Drawn Together: O.C. Illustrator Bids Adieu to Fancy Nancy and Greets a New Collaborator

Robin Preiss Glasser. Photo credit: Ralph Palumbo


Artist Robin Preiss Glasser of San Juan Capistrano had wrapped up her mega-bestselling picture book series when she met celebrated “Bel Canto” author Ann Patchett last year. The meeting sparked the first children’s book by Patchett, “Lambslide.” It’s about a pack of lambs who hear the word “landslide,” mistakenly think that they’re getting a “lambslide,” and then campaign to get one. Here’s what Glasser and Patchett say about their creative partnership.

How they met
A year and a half ago, after 15 years of doing 80 “Fancy Nancy” books, I was on my last book tour in Nashville—as I’ve been many times, many years in a row—and Ann was never at the bookstore she co-owns, but there she was. And we got talking; we hit it off.
Patchett: So Robin comes in, she says, “Here I am with ‘Fancy Nancy: Oodles of Kittens.’ ” The best title in the world, “Oodles of Kittens.” She says, “Fancy Nancy is over, would you write a children’s book for me?” I said, “No, I don’t know how to write children’s books.” And, in my memory, Robin said, “Let’s sit down, and I’ll show you how to do this.”
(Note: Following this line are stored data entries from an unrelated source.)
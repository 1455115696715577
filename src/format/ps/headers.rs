use std::io::Read;

use super::types::*;
use crate::error::{DumpError, Result};
use crate::format::report::{check_marker_bit, Diagnostic, Location, Report};
use crate::format::ts::pes::{decode_pes_header, PesUnit, StreamKind};
use crate::format::ts::types::ClockReference;
use crate::utils::{BitReader, ByteSource};

/// Decodes a pack header: 10 bytes followed by up to 7 stuffing bytes.
pub fn decode_pack_header<R: Read>(
    source: &mut ByteSource<R>,
    report: &mut Report,
    loc: Location,
) -> Result<PackHeader> {
    let mut reader = BitReader::new(&source.read_exact(10)?);

    let prefix = reader.get_bits(2)?;
    if prefix != 0b01 {
        report.diagnostic(
            loc,
            Diagnostic::MarkerMismatch {
                field: "pack header prefix",
                expected: "01",
                found: prefix,
            },
        );
    }

    let mut scr = reader.get_bits(3)? << 30;
    check_marker_bit(&mut reader, "SCR", report, loc)?;
    scr |= reader.get_bits(15)? << 15;
    check_marker_bit(&mut reader, "SCR", report, loc)?;
    scr |= reader.get_bits(15)?;
    check_marker_bit(&mut reader, "SCR", report, loc)?;
    let scr_ext = reader.get_bits(9)? as u16;
    check_marker_bit(&mut reader, "SCR", report, loc)?;

    let mux_rate = reader.get_bits(22)? as u32;
    check_marker_bit(&mut reader, "mux rate", report, loc)?;
    check_marker_bit(&mut reader, "mux rate", report, loc)?;
    reader.skip_bits(5)?; // reserved
    let stuffing_length = reader.get_bits(3)? as u8;

    source.skip(stuffing_length as usize)?;

    Ok(PackHeader {
        scr: ClockReference::new(scr, scr_ext),
        mux_rate,
        stuffing_length,
    })
}

/// Decodes a length-prefixed system header and its stream bound list.
pub fn decode_system_header<R: Read>(
    source: &mut ByteSource<R>,
    report: &mut Report,
    loc: Location,
) -> Result<SystemHeader> {
    let header_length = source.read_u16()?;
    let mut reader = BitReader::new(&source.read_exact(header_length as usize)?);

    check_marker_bit(&mut reader, "rate bound", report, loc)?;
    let rate_bound = reader.get_bits(22)? as u32;
    check_marker_bit(&mut reader, "rate bound", report, loc)?;
    let audio_bound = reader.get_bits(6)? as u8;
    let fixed_bitrate = reader.get_flag()?;
    let constrained_parameters = reader.get_flag()?;
    let system_audio_lock = reader.get_flag()?;
    let system_video_lock = reader.get_flag()?;
    check_marker_bit(&mut reader, "video bound", report, loc)?;
    let video_bound = reader.get_bits(5)? as u8;
    let packet_rate_restriction = reader.get_flag()?;
    reader.skip_bits(7)?; // reserved

    let mut streams = Vec::new();
    while reader.remaining_bits() >= 24 && reader.peek_bits(1)? == 1 {
        let stream_id = reader.get_bits(8)? as u8;
        if stream_id < 0xBC && stream_id != 0xB8 && stream_id != 0xB9 {
            report.diagnostic(loc, Diagnostic::BadSystemStreamId { stream_id });
        }
        reader.skip_bits(2)?; // '11'
        streams.push(StreamBound {
            stream_id,
            buffer_bound_scale: reader.get_flag()?,
            buffer_size_bound: reader.get_bits(13)? as u16,
        });
    }

    Ok(SystemHeader {
        header_length,
        rate_bound,
        audio_bound,
        fixed_bitrate,
        constrained_parameters,
        system_audio_lock,
        system_video_lock,
        video_bound,
        packet_rate_restriction,
        streams,
    })
}

/// Decodes a sequence header, including the optional quantiser matrices.
///
/// The intra matrix starts on the last bit of the fixed 8 bytes, so its 64
/// bytes are appended to the same bit reader; the non-intra flag is the bit
/// that follows it.
pub fn decode_sequence_header<R: Read>(
    source: &mut ByteSource<R>,
    report: &mut Report,
    loc: Location,
) -> Result<SequenceHeader> {
    let mut reader = BitReader::new(&source.read_exact(8)?);

    let width = reader.get_bits(12)? as u16;
    let height = reader.get_bits(12)? as u16;
    let aspect_ratio = AspectRatio::from_code(reader.get_bits(4)? as u8);
    let frame_rate = FrameRate::from_code(reader.get_bits(4)? as u8);
    let bit_rate = reader.get_bits(18)? as u32;
    check_marker_bit(&mut reader, "sequence header", report, loc)?;
    let vbv_buffer_size = reader.get_bits(10)? as u16;
    let constrained_parameters = reader.get_flag()?;

    let intra_quantiser_matrix = if reader.get_flag()? {
        reader.append(&source.read_exact(64)?);
        let matrix = (0..64)
            .map(|_| reader.get_bits(8).map(|v| v as u8))
            .collect::<Result<Vec<u8>>>()?;
        Some(matrix)
    } else {
        None
    };

    let non_intra_quantiser_matrix = if reader.get_flag()? {
        Some(source.read_exact(64)?.to_vec())
    } else {
        None
    };

    Ok(SequenceHeader {
        width,
        height,
        aspect_ratio,
        frame_rate,
        bit_rate,
        vbv_buffer_size,
        constrained_parameters,
        intra_quantiser_matrix,
        non_intra_quantiser_matrix,
    })
}

/// Decodes an extension unit. The kind is the high nibble of the first
/// byte; unknown kinds are returned without consuming anything.
pub fn decode_extension<R: Read>(
    source: &mut ByteSource<R>,
    report: &mut Report,
    loc: Location,
) -> Result<Extension> {
    let leading_byte = match source.peek(1)?.first() {
        Some(&b) => b,
        None => {
            return Err(DumpError::InsufficientData {
                needed: 8,
                available: 0,
            })
        }
    };

    match leading_byte >> 4 {
        1 => {
            let mut reader = BitReader::new(&source.read_exact(6)?);
            reader.skip_bits(4)?;
            let profile_and_level = reader.get_bits(8)? as u8;
            let progressive_sequence = reader.get_flag()?;
            let chroma_format = reader.get_bits(2)? as u8;
            let horizontal_size_ext = reader.get_bits(2)? as u8;
            let vertical_size_ext = reader.get_bits(2)? as u8;
            let bit_rate_ext = reader.get_bits(12)? as u16;
            check_marker_bit(&mut reader, "sequence extension", report, loc)?;
            Ok(Extension::Sequence(SequenceExtension {
                profile_and_level,
                progressive_sequence,
                chroma_format,
                horizontal_size_ext,
                vertical_size_ext,
                bit_rate_ext,
                vbv_buffer_size_ext: reader.get_bits(8)? as u8,
                low_delay: reader.get_flag()?,
                frame_rate_ext_n: reader.get_bits(2)? as u8,
                frame_rate_ext_d: reader.get_bits(5)? as u8,
            }))
        }
        2 => {
            let has_colour = leading_byte & 1 == 1;
            let size = if has_colour { 8 } else { 5 };
            let mut reader = BitReader::new(&source.read_exact(size)?);
            reader.skip_bits(4)?;
            let video_format = reader.get_bits(3)? as u8;
            reader.skip_bits(1)?; // colour_description flag, already peeked
            let colour_description = if has_colour {
                Some(ColourDescription {
                    colour_primaries: reader.get_bits(8)? as u8,
                    transfer_characteristics: reader.get_bits(8)? as u8,
                    matrix_coefficients: reader.get_bits(8)? as u8,
                })
            } else {
                None
            };
            let display_horizontal_size = reader.get_bits(14)? as u16;
            check_marker_bit(&mut reader, "display extension", report, loc)?;
            let display_vertical_size = reader.get_bits(14)? as u16;
            Ok(Extension::SequenceDisplay(SequenceDisplayExtension {
                video_format,
                colour_description,
                display_horizontal_size,
                display_vertical_size,
            }))
        }
        8 => {
            // composite_display_flag is bit 33
            let head = source.peek(5)?;
            let composite = head.len() == 5 && head[4] & 0x40 != 0;
            let size = if composite { 7 } else { 5 };
            let mut reader = BitReader::new(&source.read_exact(size)?);
            reader.skip_bits(4)?;
            let mut f_codes = [[0u8; 2]; 2];
            for row in f_codes.iter_mut() {
                for code in row.iter_mut() {
                    *code = reader.get_bits(4)? as u8;
                }
            }
            Ok(Extension::PictureCoding(PictureCodingExtension {
                f_codes,
                intra_dc_precision: reader.get_bits(2)? as u8,
                picture_structure: reader.get_bits(2)? as u8,
                top_field_first: reader.get_flag()?,
                frame_pred_frame_dct: reader.get_flag()?,
                concealment_motion_vectors: reader.get_flag()?,
                q_scale_type: reader.get_flag()?,
                intra_vlc_format: reader.get_flag()?,
                alternate_scan: reader.get_flag()?,
                repeat_first_field: reader.get_flag()?,
                chroma_420_type: reader.get_flag()?,
                progressive_frame: reader.get_flag()?,
                composite_display: reader.get_flag()?,
            }))
        }
        kind => Ok(Extension::Unknown(kind)),
    }
}

pub fn decode_gop_header<R: Read>(
    source: &mut ByteSource<R>,
    report: &mut Report,
    loc: Location,
) -> Result<GopHeader> {
    let mut reader = BitReader::new(&source.read_exact(4)?);
    let drop_frame = reader.get_flag()?;
    let hours = reader.get_bits(5)? as u8;
    let minutes = reader.get_bits(6)? as u8;
    check_marker_bit(&mut reader, "time code", report, loc)?;
    Ok(GopHeader {
        drop_frame,
        hours,
        minutes,
        seconds: reader.get_bits(6)? as u8,
        pictures: reader.get_bits(6)? as u8,
        closed: reader.get_flag()?,
        broken: reader.get_flag()?,
    })
}

/// Decodes a picture header. P and B pictures carry motion vector codes
/// past the fixed 4 bytes; one more byte is pulled in when needed.
pub fn decode_picture_header<R: Read>(source: &mut ByteSource<R>) -> Result<PictureHeader> {
    let mut reader = BitReader::new(&source.read_exact(4)?);
    let temporal_reference = reader.get_bits(10)? as u16;
    let frame_type = FrameType::from_code(reader.get_bits(3)? as u8);
    let vbv_delay = reader.get_bits(16)? as u16;

    let mut read_motion_code = |reader: &mut BitReader| -> Result<MotionCode> {
        if reader.remaining_bits() < 4 {
            reader.append(&source.read_exact(1)?);
        }
        Ok(MotionCode {
            full_pel: reader.get_flag()?,
            f_code: reader.get_bits(3)? as u8,
        })
    };

    let forward = if frame_type.has_forward_vector() {
        Some(read_motion_code(&mut reader)?)
    } else {
        None
    };
    let backward = if frame_type.has_backward_vector() {
        Some(read_motion_code(&mut reader)?)
    } else {
        None
    };

    Ok(PictureHeader {
        temporal_reference,
        frame_type,
        vbv_delay,
        forward,
        backward,
    })
}

/// Decodes private stream 2: a 16-bit length, a kind byte and the payload.
pub fn decode_private_stream_2<R: Read>(source: &mut ByteSource<R>) -> Result<PrivateStream2> {
    let length = source.read_u16()?;
    if length == 0 {
        return Ok(PrivateStream2 {
            length,
            kind: None,
            payload: Default::default(),
        });
    }

    let kind = NavigationKind::from_code(source.read_u8()?);
    let payload = source.read(length as usize - 1)?;
    Ok(PrivateStream2 {
        length,
        kind: Some(kind),
        payload,
    })
}

/// Decodes the header of a PES unit found while scanning a program stream.
///
/// Only the fixed header and the optional header are consumed, so structural
/// units carried in the payload are still found by the scan.
pub fn decode_ps_pes<R: Read>(
    source: &mut ByteSource<R>,
    stream_id: u8,
    report: &mut Report,
    loc: Location,
) -> Result<PesUnit> {
    let length = source.read_u16()? as usize;
    let kind = StreamKind::from_stream_id(stream_id);

    let header = if kind.has_optional_header() && length >= 3 {
        let header_data_length = match source.peek(3)?.get(2) {
            Some(&len) => len as usize,
            None => {
                return Err(DumpError::InsufficientData {
                    needed: 24,
                    available: source.buffered() * 8,
                })
            }
        };
        let data = source.read_exact(3 + header_data_length)?;
        Some(decode_pes_header(&data, report, loc)?)
    } else {
        None
    };

    Ok(PesUnit {
        stream_id,
        kind,
        length,
        inferred: false,
        header,
    })
}

/// Skips the declared payload of a length-prefixed unit, returning its length.
pub fn skip_length_prefixed<R: Read>(source: &mut ByteSource<R>) -> Result<usize> {
    let length = source.read_u16()? as usize;
    source.skip(length)
}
The inspiration for “Lambslide”
The origin story of the book is that Conor Lamb won the 17th congressional district in Pennsylvania and there was a picture in The New York Times. It was at the rally after he won and someone was holding a sign that said “Lambslide,” and I said to my husband, “I have to go upstairs for a while. I have to write a children’s book.”
Glasser: You have to be brilliant and have practiced writing for 55 years to be able to write a picture book in an evening. Nobody else can do it. I promise.
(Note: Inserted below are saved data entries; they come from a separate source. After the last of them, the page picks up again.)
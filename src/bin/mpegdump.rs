use std::env;
use std::fs::File;
use std::io::{self, BufReader};
use std::path::Path;
use std::process::exit;

use mpegdump::config::{create_default_config_template, AnalyzerConfig};
use mpegdump::format::Timeline;
use mpegdump::playlist::{analyze_input, analyze_playlist, Analysis};
use mpegdump::utils::ByteSource;
use mpegdump::Result;

const USAGE: &str = "usage: mpegdump [--tsv] <playlist.m3u8 | file.ts | file.mpg>\n       \
                     mpegdump --init-config [path]";
const DEFAULT_CONFIG_PATH: &str = "mpegdump.toml";

fn analyze_file(path: &Path, config: &AnalyzerConfig) -> Result<Analysis> {
    let file = BufReader::new(File::open(path)?);
    let mut source = ByteSource::new(file).with_peek_size(config.initial_peek_size);
    analyze_input(&path.display().to_string(), &mut source, config)
}

fn print_timeline(timeline: &Timeline) {
    for pid in timeline.pids() {
        println!();
        println!("METADATA FOR PROGRAM {}", pid);
        for event in timeline.events(pid) {
            println!("{}", event);
        }
    }
}

#[tokio::main]
async fn main() {
    env_logger::Builder::from_env(env_logger::Env::default().default_filter_or("warn")).init();

    let mut tsv = false;
    let mut init_config = false;
    let mut input = None;
    for arg in env::args().skip(1) {
        match arg.as_str() {
            "--tsv" => tsv = true,
            "--init-config" => init_config = true,
            "-h" | "--help" => {
                println!("{}", USAGE);
                return;
            }
            _ => input = Some(arg),
        }
    }
    if init_config {
        let path = input.unwrap_or_else(|| DEFAULT_CONFIG_PATH.to_string());
        if let Err(e) = create_default_config_template(&path) {
            eprintln!("{}: {}", path, e);
            exit(1);
        }
        println!("Config template written to {}", path);
        return;
    }

    let Some(input) = input else {
        eprintln!("{}", USAGE);
        exit(2);
    };

    let config = match AnalyzerConfig::load() {
        Ok(config) => config,
        Err(e) => {
            eprintln!("invalid configuration: {}", e);
            exit(2);
        }
    };

    let path = Path::new(&input);
    let is_playlist = path
        .extension()
        .map_or(false, |ext| ext.eq_ignore_ascii_case("m3u8"));
    let result = if is_playlist {
        analyze_playlist(path, &config).await
    } else {
        analyze_file(path, &config)
    };

    let analysis = match result {
        Ok(analysis) => analysis,
        Err(e) => {
            eprintln!("{}: {}", input, e);
            exit(1);
        }
    };

    if tsv {
        if let Err(e) = analysis.report.write_tsv(io::stdout().lock()) {
            eprintln!("{}", e);
            exit(1);
        }
    } else {
        print!("{}", analysis.report);
        print_timeline(&analysis.timeline);
    }
}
Their complementary talents
When I write a novel, I have to say, Nicolette is the main character. She has short red curly hair. She wears a red-and-yellow checked jumpsuit and little yellow cowboy boots. She’s this tall. All this description. For the children’s book, I’m like: Nicolette Farmer. Period. Three lambs. Period. (Robin) does all the heavy lifting. She can differentiate three lambs. That’s what everybody keeps saying: The lambs have so much personality. The pigs have their own thing. The goat has his own thing. I don’t have to do any of that. That’s just Robin.
Glasser: She has to get the whole story, which I can’t do for the life of me. If I could, I would be doing it. We are like the other half of each other’s yin and yang.